As hospital executives gather this week in Chicago for the annual Congress of the American College of Healthcare Executives, perhaps this is a good day to revisit a subject I have written about before in this space: increasing numbers of hospital CEOs are in trouble, professionally speaking.
While CEO turnover has declined slightly to 18 percent from a high of 20 percent in 2013, you can rest assured this trend will not continue.
Two years ago I predicted that by 2018 the annual CEO turnover rate would top 25 percent. To add a little context, the turnover rate in 2013 was the highest in 15 years.
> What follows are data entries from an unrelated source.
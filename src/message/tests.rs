// SPDX-FileCopyrightText: The midistream authors
// SPDX-License-Identifier: MPL-2.0

use strum::IntoEnumIterator as _;

use super::*;

fn channel(number: u8) -> Channel {
    Channel::new(number).unwrap()
}

fn u7(value: u8) -> U7 {
    U7::new(value).unwrap()
}

#[test]
fn u7_rejects_status_bytes() {
    assert_eq!(0x7f, U7::new(0x7f).unwrap().value());
    assert_eq!(
        Err(MessageError::DataOutOfRange { value: 0x80 }),
        U7::try_from(0x80)
    );
}

#[test]
fn channel_numbers() {
    assert_eq!(Channel::MIN, channel(1));
    assert_eq!(Channel::MAX, channel(16));
    assert_eq!(
        Err(MessageError::ChannelOutOfRange { channel: 0 }),
        Channel::new(0)
    );
    assert_eq!(
        Err(MessageError::ChannelOutOfRange { channel: 17 }),
        Channel::new(17)
    );
    assert_eq!("16", channel(16).to_string());
}

#[test]
fn voice_status_byte_encodes_channel() {
    let note_on = VoiceMessage::note_on(channel(1), u7(64), u7(127));
    assert_eq!(0x90, note_on.status_byte());
    let program = VoiceMessage::program_change(channel(10), u7(5));
    assert_eq!(0xc9, program.status_byte());
    assert_eq!(None, program.data2());
    for status in VoiceStatus::iter() {
        let status_byte = status.status_byte(channel(3));
        assert_eq!(
            Some((status, channel(3))),
            VoiceStatus::from_status_byte(status_byte)
        );
    }
}

#[test]
fn voice_message_rejects_wrong_data() {
    assert_eq!(
        Err(MessageError::DataOutOfRange { value: 0x80 }),
        VoiceMessage::new(VoiceStatus::NoteOn, channel(1), &[0x40, 0x80])
    );
    assert_eq!(
        Err(MessageError::DataLength {
            status: 0xc0,
            expected: 1,
            actual: 2,
        }),
        VoiceMessage::new(VoiceStatus::Program, channel(1), &[0x01, 0x02])
    );
    assert!(VoiceMessage::new(VoiceStatus::Control, channel(1), &[0x07]).is_err());
}

#[test]
fn pitch_wheel_14bit() {
    let center = VoiceMessage::pitch_wheel(channel(1), 0x2000).unwrap();
    assert_eq!(U7::MIN, center.data1());
    assert_eq!(Some(u7(0x40)), center.data2());
    assert_eq!(Some(0x2000), center.pitch_wheel_value());
    assert!(VoiceMessage::pitch_wheel(channel(1), 0x4000).is_err());
    assert_eq!(
        None,
        VoiceMessage::note_off(channel(1), u7(1), u7(2)).pitch_wheel_value()
    );
}

#[test]
fn system_common_data_len() {
    assert_eq!(
        Some(0x3fff),
        SystemCommonMessage::song_position(0x3fff)
            .unwrap()
            .song_position_value()
    );
    assert!(SystemCommonMessage::new(SystemCommonStatus::TuneRequest, &[0x00]).is_err());
    assert!(SystemCommonMessage::new(SystemCommonStatus::SongSelect, &[0x90]).is_err());
    assert_eq!(
        SystemCommonMessage::song_select(u7(3)),
        SystemCommonMessage::new(SystemCommonStatus::SongSelect, &[0x03]).unwrap()
    );
}

#[test]
fn sysex_rejects_status_bytes_in_payload() {
    assert!(SysExMessage::new(vec![0x01, 0xf7]).is_err());
    let sysex = SysExMessage::from_parts(vec![0x01, 0x02], false).unwrap();
    assert!(!sysex.received_with_terminator());
    assert_eq!(vec![0xf0, 0x01, 0x02, 0xf7], sysex.to_bytes());
}

#[test]
fn invalid_bytes_must_not_be_empty() {
    assert_eq!(Err(MessageError::Empty), InvalidBytes::new(Vec::new()));
    let message = Message::new(TimeStamp::ZERO, InvalidBytes::new(vec![0xf4]).unwrap());
    assert_eq!(0xf4, message.status_byte());
    assert_eq!(vec![0xf4], message.to_bytes());
}

#[test]
fn message_serialization() {
    let ts = TimeStamp::from_micros(1);
    let message = Message::new(ts, SystemRealTime::Clock);
    assert_eq!(1, message.serialized_len());
    assert_eq!(vec![0xf8], message.to_bytes());

    let message = Message::new(ts, SystemCommonMessage::tune_request());
    assert_eq!(vec![0xf6], message.to_bytes());

    let message = Message::new(ts, VoiceMessage::control_change(channel(2), u7(7), u7(100)));
    assert_eq!(vec![0xb1, 0x07, 0x64], message.to_bytes());
    assert_eq!(message.serialized_len(), message.to_bytes().len());
}

#[test]
fn message_from_bytes() {
    let ts = TimeStamp::from_micros(42);
    let message = Message::from_bytes(ts, &[0x92, 0x3c, 0x40]).unwrap();
    assert_eq!(ts, message.ts());
    let voice = message.body().as_voice().unwrap();
    assert_eq!(VoiceStatus::NoteOn, voice.status());
    assert_eq!(3, voice.channel().number());

    let message = Message::from_bytes(ts, &[0xf0, 0x7e, 0x7f]).unwrap();
    let sysex = message.body().as_system_exclusive().unwrap();
    assert_eq!(&[0x7e, 0x7f], sysex.payload());
    assert!(!sysex.received_with_terminator());

    let message = Message::from_bytes(ts, &[0xf0, 0x7e, 0xf7]).unwrap();
    assert!(message
        .body()
        .as_system_exclusive()
        .unwrap()
        .received_with_terminator());

    assert_eq!(
        Err(MessageError::InvalidStatus { byte: 0xf4 }),
        Message::from_bytes(ts, &[0xf4])
    );
    assert_eq!(
        Err(MessageError::InvalidStatus { byte: 0x40 }),
        Message::from_bytes(ts, &[0x40])
    );
    assert!(Message::from_bytes(ts, &[0xf8, 0x00]).is_err());
    assert_eq!(Err(MessageError::Empty), Message::from_bytes(ts, &[]));
}

#[test]
fn source_is_attached_after_construction() {
    let source = crate::PortIndexGenerator::new().next();
    let message = Message::new(TimeStamp::ZERO, SystemRealTime::Start);
    assert!(!message.source().is_valid());
    let message = message.with_source(source);
    assert_eq!(source, message.source());
}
Across America, hospital CEOs are facing rapid intensifying financial pressures, market disruptions in traditional relationships with other providers (especially physicians), a greater emphasis on quality of care and patient satisfaction, and the arrival of value based reimbursement and accountable care strategies. These, and a host of other market reforms, are outpacing the ability of some executives to cope. They are holding on to outdated views about how organizations work, how things should get done. Trying to hold on is not pretty to experience or to observe, nor is it a sound strategy to avoid becoming a turnover statistic. Trying to hold on without asking for help — there are some great coaches who can help — is a guaranteed ticket to outplacement.
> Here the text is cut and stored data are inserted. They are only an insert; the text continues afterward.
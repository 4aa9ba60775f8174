// SPDX-FileCopyrightText: The midistream authors
// SPDX-License-Identifier: MPL-2.0

//! Throttled transmission of System Exclusive messages
//!
//! Some devices drop data if large SysEx messages are sent at full
//! speed. The [`PacedSysExSender`] splits the encoded message into
//! chunks and delays the transmission of each subsequent chunk
//! according to the expected throughput of the device.

use std::{
    sync::{
        atomic::{AtomicU64, Ordering},
        Arc, Mutex, PoisonError,
    },
    time::Duration,
};

use crossbeam_utils::atomic::AtomicCell;
use derive_more::Display;
use futures_util::future::{AbortHandle, Abortable, Aborted};
use tokio::runtime::Handle;

use crate::{MidiOutputConnection, OutputError, SysExMessage};

/// Bytes per second if the throughput of the device is unknown.
///
/// The nominal bandwidth of a MIDI 1.0 DIN connection.
pub const DEFAULT_THROUGHPUT: u32 = 3125;

pub const DEFAULT_CHUNK_SIZE: usize = 255;

/// Round down the chunk size to a multiple of 3 bytes.
///
/// Returns at least 3.
#[must_use]
pub const fn effective_chunk_size(chunk_size: usize) -> usize {
    let chunk_size = chunk_size - chunk_size % 3;
    if chunk_size < 3 {
        3
    } else {
        chunk_size
    }
}

/// Time needed to transmit a chunk of bytes.
///
/// A throughput of 0 is replaced by [`DEFAULT_THROUGHPUT`].
#[must_use]
#[allow(clippy::cast_precision_loss)]
pub fn chunk_delay(chunk_size: usize, throughput: u32) -> Duration {
    let throughput = if throughput > 0 {
        throughput
    } else {
        DEFAULT_THROUGHPUT
    };
    Duration::from_secs_f64(chunk_size as f64 / f64::from(throughput))
}

#[derive(Debug, Clone, Copy, PartialEq, Eq, Hash, Display)]
pub struct SendId(u64);

impl SendId {
    #[must_use]
    pub const fn value(self) -> u64 {
        self.0
    }
}

#[derive(Debug, Clone, Copy, PartialEq, Eq, Hash)]
#[repr(u8)]
pub enum SendState {
    Pending,
    Sending,
    Sent,
    Cancelled,
    Failed,
}

impl SendState {
    #[must_use]
    pub const fn is_finished(self) -> bool {
        match self {
            Self::Pending | Self::Sending => false,
            Self::Sent | Self::Cancelled | Self::Failed => true,
        }
    }
}

#[derive(Debug, Clone)]
pub enum SendOutcome {
    Sent,
    Cancelled,
    /// The connection rejected a chunk. Failed sends are not retried.
    Failed(OutputError),
}

impl SendOutcome {
    #[must_use]
    pub const fn state(&self) -> SendState {
        match self {
            Self::Sent => SendState::Sent,
            Self::Cancelled => SendState::Cancelled,
            Self::Failed(_) => SendState::Failed,
        }
    }
}

type OnComplete = Box<dyn FnOnce(SendId, SendOutcome) + Send + 'static>;

struct SendContext {
    id: SendId,
    state: AtomicCell<SendState>,
    on_complete: Mutex<Option<OnComplete>>,
    abort_handle: AbortHandle,
}

impl SendContext {
    /// Finish the transmission.
    ///
    /// Only the first invocation succeeds and returns `true`. It is
    /// responsible for invoking the completion callback.
    fn finish(&self, outcome: SendOutcome) -> bool {
        let next_state = outcome.state();
        debug_assert!(next_state.is_finished());
        let mut state = self.state.load();
        loop {
            if state.is_finished() {
                return false;
            }
            match self.state.compare_exchange(state, next_state) {
                Ok(_) => break,
                Err(current) => state = current,
            }
        }
        let on_complete = self
            .on_complete
            .lock()
            .unwrap_or_else(PoisonError::into_inner)
            .take();
        if let Some(on_complete) = on_complete {
            on_complete(self.id, outcome);
        }
        true
    }
}

/// Controls a single paced transmission.
#[derive(Clone)]
#[allow(missing_debug_implementations)]
pub struct PacedSysExSendHandle {
    context: Arc<SendContext>,
}

impl PacedSysExSendHandle {
    #[must_use]
    pub fn id(&self) -> SendId {
        self.context.id
    }

    #[must_use]
    pub fn state(&self) -> SendState {
        self.context.state.load()
    }

    #[must_use]
    pub fn is_finished(&self) -> bool {
        self.state().is_finished()
    }

    /// Abort the transmission.
    ///
    /// Returns `false` if the transmission has already finished, either
    /// regularly or by a preceding cancellation. The remaining chunks
    /// are discarded. Chunks that have already been sent could not be
    /// recalled and the receiver might see a truncated message.
    pub fn cancel(&self) -> bool {
        if !self.context.finish(SendOutcome::Cancelled) {
            return false;
        }
        self.context.abort_handle.abort();
        log::debug!("Cancelled paced SysEx send #{id}", id = self.context.id);
        true
    }
}

/// Sends System Exclusive messages in paced chunks.
///
/// Each transmission runs in a separate task on the given runtime.
/// Multiple transmissions might run concurrently, but their chunks
/// would then interleave on the connection.
#[allow(missing_debug_implementations)]
pub struct PacedSysExSender<C> {
    connection: Arc<Mutex<C>>,
    runtime: Handle,
    next_id: AtomicU64,
}

impl<C> PacedSysExSender<C>
where
    C: MidiOutputConnection + Send + 'static,
{
    #[must_use]
    pub fn new(connection: Arc<Mutex<C>>, runtime: Handle) -> Self {
        Self {
            connection,
            runtime,
            next_id: AtomicU64::new(1),
        }
    }

    #[must_use]
    pub const fn connection(&self) -> &Arc<Mutex<C>> {
        &self.connection
    }

    /// Start the transmission of a message.
    ///
    /// The throughput in bytes per second defaults to [`DEFAULT_THROUGHPUT`]
    /// if unknown. The chunk size is rounded with [`effective_chunk_size()`].
    ///
    /// `on_complete` is invoked exactly once, either from the sending
    /// task or from the context that cancelled the transmission.
    pub fn start(
        &self,
        message: &SysExMessage,
        throughput: Option<u32>,
        chunk_size: usize,
        on_complete: impl FnOnce(SendId, SendOutcome) + Send + 'static,
    ) -> PacedSysExSendHandle {
        let id = SendId(self.next_id.fetch_add(1, Ordering::Relaxed));
        let chunk_size = effective_chunk_size(chunk_size);
        let delay = chunk_delay(chunk_size, throughput.unwrap_or(DEFAULT_THROUGHPUT));
        let (abort_handle, abort_registration) = AbortHandle::new_pair();
        let context = Arc::new(SendContext {
            id,
            state: AtomicCell::new(SendState::Pending),
            on_complete: Mutex::new(Some(Box::new(on_complete))),
            abort_handle,
        });
        let task = Abortable::new(
            send_paced(
                Arc::clone(&context),
                Arc::clone(&self.connection),
                message.to_bytes(),
                chunk_size,
                delay,
            ),
            abort_registration,
        );
        self.runtime.spawn(async move {
            if let Err(Aborted) = task.await {
                log::debug!("Paced SysEx send #{id} aborted");
            }
        });
        PacedSysExSendHandle { context }
    }
}

async fn send_paced<C>(
    context: Arc<SendContext>,
    mut connection: Arc<Mutex<C>>,
    bytes: Vec<u8>,
    chunk_size: usize,
    delay: Duration,
) where
    C: MidiOutputConnection,
{
    let id = context.id;
    if context
        .state
        .compare_exchange(SendState::Pending, SendState::Sending)
        .is_err()
    {
        return;
    }
    log::info!(
        "Sending {len} SysEx byte(s) in chunks of {chunk_size} byte(s) every {delay:?} (#{id})",
        len = bytes.len()
    );
    let mut chunks = bytes.chunks(chunk_size).peekable();
    while let Some(chunk) = chunks.next() {
        if context.state.load() != SendState::Sending {
            return;
        }
        if let Err(err) = connection.send_midi_output(chunk) {
            log::warn!("Failed to send SysEx chunk (#{id}): {err}");
            context.finish(SendOutcome::Failed(err));
            return;
        }
        log::trace!("Sent SysEx chunk of {len} byte(s) (#{id})", len = chunk.len());
        if chunks.peek().is_none() {
            break;
        }
        tokio::time::sleep(delay).await;
    }
    if context.finish(SendOutcome::Sent) {
        log::info!("Sent {len} SysEx byte(s) (#{id})", len = bytes.len());
    }
}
I have seen this before. Through the implementation in the mid-1980s of DRGs to the Balanced Budget Act in the late 1990s, from the arrival of managed care to the emergence of hospital-physician partnerships and the wholesale buying/renting of physician practices, all of these market reforms and disruptions took a toll on CEOs. While most survived, the number and reputation of the victims was surprising.
So here we go again.
History has taught us one important lesson: there is no silver bullet solution. There is no expensive prepackaged formula, no consulting guru with the real, true answer all others are seeking. Sorry. As my grandmother used to say, “If it sounds too good to be true, it probably is.” I am not sure who said that first, but she was right about so many things, I always give her the credit.
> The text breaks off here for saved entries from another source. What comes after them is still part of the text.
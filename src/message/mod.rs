// SPDX-FileCopyrightText: The midistream authors
// SPDX-License-Identifier: MPL-2.0

//! Typed MIDI 1.0 messages
//!
//! All data bytes are validated on construction. Values outside of the
//! 7-bit range are rejected and never masked silently.

use std::fmt;

use derive_more::{Display, From};
use enum_as_inner::EnumAsInner;
use strum::{EnumCount, EnumIter, FromRepr};
use thiserror::Error;

use crate::{PortIndex, TimeStamp};

pub const SYSEX_START: u8 = 0xf0;
pub const SYSEX_END: u8 = 0xf7;

#[derive(Debug, Clone, PartialEq, Eq, Error)]
pub enum MessageError {
    #[error("data byte out of range: {value:#04x}")]
    DataOutOfRange { value: u8 },

    #[error("channel out of range: {channel}")]
    ChannelOutOfRange { channel: u8 },

    #[error("invalid status byte: {byte:#04x}")]
    InvalidStatus { byte: u8 },

    #[error("status {status:#04x} expects {expected} data byte(s) instead of {actual}")]
    DataLength {
        status: u8,
        expected: usize,
        actual: usize,
    },

    #[error("empty")]
    Empty,
}

pub type MessageResult<T> = std::result::Result<T, MessageError>;

#[must_use]
pub const fn is_status_byte(byte: u8) -> bool {
    byte & 0x80 != 0
}

#[must_use]
pub const fn is_data_byte(byte: u8) -> bool {
    !is_status_byte(byte)
}

/// 7-bit data value
#[derive(Debug, Clone, Copy, Default, PartialEq, Eq, PartialOrd, Ord, Hash, Display)]
pub struct U7(u8);

impl U7 {
    pub const MIN: Self = Self(0);
    pub const MAX: Self = Self(0x7f);

    pub const fn new(value: u8) -> MessageResult<Self> {
        if is_data_byte(value) {
            Ok(Self(value))
        } else {
            Err(MessageError::DataOutOfRange { value })
        }
    }

    /// Only for bytes that have already been classified as data bytes.
    pub(crate) const fn from_data_byte(byte: u8) -> Self {
        debug_assert!(is_data_byte(byte));
        Self(byte)
    }

    #[must_use]
    pub const fn value(self) -> u8 {
        self.0
    }
}

impl TryFrom<u8> for U7 {
    type Error = MessageError;

    fn try_from(from: u8) -> MessageResult<Self> {
        Self::new(from)
    }
}

impl From<U7> for u8 {
    fn from(from: U7) -> Self {
        from.value()
    }
}

fn validate_data(data: &[u8]) -> MessageResult<()> {
    if let Some(&value) = data.iter().find(|&&byte| is_status_byte(byte)) {
        return Err(MessageError::DataOutOfRange { value });
    }
    Ok(())
}

/// Split a 14-bit value into LSB and MSB.
#[allow(clippy::cast_possible_truncation)]
fn u14_to_u7_pair(value: u16) -> MessageResult<(U7, U7)> {
    if value > 0x3fff {
        // The MSB is the first byte that does not fit
        return Err(MessageError::DataOutOfRange {
            value: (value >> 7).min(0xff) as u8,
        });
    }
    let (lsb, msb) = ((value & 0x7f) as u8, (value >> 7) as u8);
    Ok((U7(lsb), U7(msb)))
}

const fn u7_pair_to_u14(lsb: U7, msb: U7) -> u16 {
    ((msb.0 as u16) << 7) | lsb.0 as u16
}

/// MIDI channel in the range 1..=16.
#[derive(Debug, Clone, Copy, PartialEq, Eq, PartialOrd, Ord, Hash)]
pub struct Channel(u8);

impl fmt::Display for Channel {
    fn fmt(&self, f: &mut fmt::Formatter<'_>) -> fmt::Result {
        write!(f, "{number}", number = self.number())
    }
}

impl Channel {
    pub const MIN: Self = Self(0);
    pub const MAX: Self = Self(15);

    /// Create a channel from its 1-based number.
    pub const fn new(number: u8) -> MessageResult<Self> {
        if number >= 1 && number <= 16 {
            Ok(Self(number - 1))
        } else {
            Err(MessageError::ChannelOutOfRange { channel: number })
        }
    }

    /// The channel encoded in the low nibble of a voice status byte.
    #[must_use]
    pub const fn from_status_byte(status: u8) -> Self {
        Self(status & 0x0f)
    }

    /// 1-based channel number
    #[must_use]
    pub const fn number(self) -> u8 {
        self.0 + 1
    }

    /// 0-based channel index, as encoded on the wire
    #[must_use]
    pub const fn index(self) -> u8 {
        self.0
    }
}

/// Channel voice message types, encoded in the high nibble.
#[derive(Debug, Clone, Copy, PartialEq, Eq, Hash, FromRepr, EnumIter, EnumCount)]
#[repr(u8)]
pub enum VoiceStatus {
    NoteOff = 0x8,
    NoteOn = 0x9,
    Aftertouch = 0xa,
    Control = 0xb,
    Program = 0xc,
    ChannelPressure = 0xd,
    PitchWheel = 0xe,
}
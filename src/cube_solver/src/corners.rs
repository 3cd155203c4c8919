//! Locating the eight corner cubelets of a cube from its stickers.
//!
//! Every corner has exactly one sticker from each of the color pairs
//! white/yellow, red/orange and blue/green. Which member of each pair is
//! present identifies the cubelet, and where the white/yellow sticker sits
//! identifies its twist.

use crate::puzzle::{Color, CubeState, Face};

pub const CORNER_COUNT: usize = 8;
pub const CORNER_ORIENTATION_COUNT: u8 = 3;

/// The three (face, row, col) coordinates of each corner slot. The first
/// sticker is always on the Up or Down face, the second on Front or Back and
/// the third on Left or Right.
const CORNER_STICKERS: [[(Face, usize, usize); 3]; CORNER_COUNT] = [
    // UFR
    [(Face::Up, 2, 2), (Face::Front, 0, 2), (Face::Right, 0, 0)],
    // UFL
    [(Face::Up, 2, 0), (Face::Front, 0, 0), (Face::Left, 0, 2)],
    // UBL
    [(Face::Up, 0, 0), (Face::Back, 0, 2), (Face::Left, 0, 0)],
    // UBR
    [(Face::Up, 0, 2), (Face::Back, 0, 0), (Face::Right, 0, 2)],
    // DFR
    [(Face::Down, 0, 2), (Face::Front, 2, 2), (Face::Right, 2, 0)],
    // DFL
    [(Face::Down, 0, 0), (Face::Front, 2, 0), (Face::Left, 2, 2)],
    // DBR
    [(Face::Down, 2, 2), (Face::Back, 2, 0), (Face::Right, 2, 2)],
    // DBL
    [(Face::Down, 2, 0), (Face::Back, 2, 2), (Face::Left, 2, 0)],
];

/// Corner queries available on every cube encoding.
pub trait CornerLocator: CubeState {
    /// The colors of the three stickers of corner `slot`, in the slot's fixed
    /// coordinate order.
    ///
    /// # Panics
    ///
    /// Panics if `slot` is not in `0..8`.
    fn corner_colors(&self, slot: usize) -> [Color; 3] {
        CORNER_STICKERS[slot].map(|(face, row, col)| self.color(face, row, col))
    }

    /// The corner colors as letters, for example `"WRB"`.
    fn corner_color_string(&self, slot: usize) -> String {
        self.corner_colors(slot).iter().map(|c| c.letter()).collect()
    }

    /// A 3 bit code identifying which cubelet sits in `slot`: bit 2 is set
    /// for yellow, bit 1 for orange and bit 0 for green.
    fn corner_identity(&self, slot: usize) -> u8 {
        self.corner_colors(slot)
            .into_iter()
            .fold(0, |identity, color| match color {
                Color::Yellow => identity | 0b100,
                Color::Orange => identity | 0b010,
                Color::Green => identity | 0b001,
                Color::White | Color::Red | Color::Blue => identity,
            })
    }

    /// The twist of the cubelet in `slot`: the position of its white or
    /// yellow sticker among the slot's three coordinates.
    ///
    /// A corner without a white or yellow sticker cannot come from a real
    /// cube. It panics in debug builds and reads as untwisted otherwise.
    fn corner_orientation(&self, slot: usize) -> u8 {
        let colors = self.corner_colors(slot);
        let position = colors
            .iter()
            .position(|&c| c == Color::White || c == Color::Yellow);
        debug_assert!(
            position.is_some(),
            "corner {slot} has no white or yellow sticker: {colors:?}"
        );
        match position {
            Some(0) | None => 0,
            Some(1) => 1,
            Some(_) => 2,
        }
    }

    /// The cubelet identity of every slot.
    fn corner_permutation(&self) -> [u8; CORNER_COUNT] {
        std::array::from_fn(|slot| self.corner_identity(slot))
    }

    /// The twist of every slot.
    fn corner_orientations(&self) -> [u8; CORNER_COUNT] {
        std::array::from_fn(|slot| self.corner_orientation(slot))
    }
}

impl<C: CubeState> CornerLocator for C {}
The elephant in the room is tired of listening to you, or so the song says. So perhaps the best approach is to start listening to what others have to say. It is, after all, not about you.
Leading is not dictating and commanding. It is about inspiring people to unite behind a common goal. You cannot get there unless you listen to what others have to say – what they want and need and what keeps them up at night. For every CEO who has that special talent to create a universally embraced vision and strategy behind closed doors, there are 99 who cannot.
Quit trying to be that guy.
The research is full of examples of organizations that excelled not because the CEO had all the answers or possessed some crazy passion for command and control. No, they excelled because the CEO was a good listener. He or she understood that listening and then asking questions is where true power and success emanates.